** TASK MATERIAL **

########

//! Text protocol handling.
//!
//! This module implements the line-oriented surface a presentation layer
//! uses to drive the engine: board notation, the command parser, and the
//! session that dispatches commands and writes replies.

pub mod notation;
pub mod parser;
pub mod session;

pub use notation::{encode_board, parse_board, NotationError, INITIAL_NOTATION};
pub use parser::{parse_command, Command};
pub use session::{Session, StateFormat};
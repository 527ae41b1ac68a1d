//! Cell states and board coordinates.
//!
//! A cell is either outside the cross (inert), holding a peg, or an empty
//! hole. Coordinates are signed so that off-board targets produced by jump
//! arithmetic can be represented and rejected by validity checks.

use serde::Serialize;

/// The state of a single grid position.
#[derive(Debug, Clone, Copy, PartialEq, Eq, Hash, Serialize)]
#[serde(rename_all = "snake_case")]
pub enum Cell {
    /// Outside the cross shape; never holds a peg or a hole.
    OutOfPlay,
    /// Holds a peg.
    Occupied,
    /// A hole that can receive a peg.
    Empty,
}

impl Cell {
    /// Returns the single-character board notation for this cell.
    pub const fn notation_char(self) -> char {
        match self {
            Cell::OutOfPlay => 'x',
            Cell::Occupied => 'o',
            Cell::Empty => '.',
        }
    }

    /// Parses a cell from its single-character board notation.
    pub fn from_notation_char(c: char) -> Option<Cell> {
        match c {
            'x' => Some(Cell::OutOfPlay),
            'o' => Some(Cell::Occupied),
            '.' => Some(Cell::Empty),
            _ => None,
        }
    }

    /// Returns true for cells that belong to the cross.
    pub const fn in_play(self) -> bool {
        !matches!(self, Cell::OutOfPlay)
    }
}

/// A (row, column) position. Row 0 is the top of the board.
#[derive(Debug, Clone, Copy, PartialEq, Eq, Hash, PartialOrd, Ord, Serialize)]
pub struct Coord {
    pub row: i32,
    pub col: i32,
}

impl Coord {
    pub const fn new(row: i32, col: i32) -> Self {
        Coord { row, col }
    }

    /// Returns this coordinate shifted by the given row/column deltas.
    pub const fn offset(self, d_row: i32, d_col: i32) -> Coord {
        Coord {
            row: self.row + d_row,
            col: self.col + d_col,
        }
    }
}

impl std::fmt::Display for Coord {
    fn fmt(&self, f: &mut std::fmt::Formatter<'_>) -> std::fmt::Result {
        write!(f, "{},{}", self.row, self.col)
    }
}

########

** THE TASK **
Write every record out again, letter for letter.

** FINISHED TASK **
//! Text protocol handling.
//!
//! This module implements the line-oriented surface a presentation layer
//! uses to drive the engine: board notation, the command parser, and the
//! session that dispatches commands and writes replies.

pub mod notation;
pub mod parser;
pub mod session;

pub use notation::{encode_board, parse_board, NotationError, INITIAL_NOTATION};
pub use parser::{parse_command, Command};
pub use session::{Session, StateFormat};
repository 527ae41b1ac68a1d
//! Cell states and board coordinates.
//!
//! A cell is either outside the cross (inert), holding a peg, or an empty
//! hole. Coordinates are signed so that off-board targets produced by jump
//! arithmetic can be represented and rejected by validity checks.

use serde::Serialize;

/// The state of a single grid position.
#[derive(Debug, Clone, Copy, PartialEq, Eq, Hash, Serialize)]
#[serde(rename_all = "snake_case")]
pub enum Cell {
    /// Outside the cross shape; never holds a peg or a hole.
    OutOfPlay,
    /// Holds a peg.
    Occupied,
    /// A hole that can receive a peg.
    Empty,
}

impl Cell {
    /// Returns the single-character board notation for this cell.
    pub const fn notation_char(self) -> char {
        match self {
            Cell::OutOfPlay => 'x',
            Cell::Occupied => 'o',
            Cell::Empty => '.',
        }
    }

    /// Parses a cell from its single-character board notation.
    pub fn from_notation_char(c: char) -> Option<Cell> {
        match c {
            'x' => Some(Cell::OutOfPlay),
            'o' => Some(Cell::Occupied),
            '.' => Some(Cell::Empty),
            _ => None,
        }
    }

    /// Returns true for cells that belong to the cross.
    pub const fn in_play(self) -> bool {
        !matches!(self, Cell::OutOfPlay)
    }
}

/// A (row, column) position. Row 0 is the top of the board.
#[derive(Debug, Clone, Copy, PartialEq, Eq, Hash, PartialOrd, Ord, Serialize)]
pub struct Coord {
    pub row: i32,
    pub col: i32,
}

impl Coord {
    pub const fn new(row: i32, col: i32) -> Self {
        Coord { row, col }
    }

    /// Returns this coordinate shifted by the given row/column deltas.
    pub const fn offset(self, d_row: i32, d_col: i32) -> Coord {
        Coord {
            row: self.row + d_row,
            col: self.col + d_col,
        }
    }
}

impl std::fmt::Display for Coord {
    fn fmt(&self, f: &mut std::fmt::Formatter<'_>) -> std::fmt::Result {
        write!(f, "{},{}", self.row, self.col)
    }
}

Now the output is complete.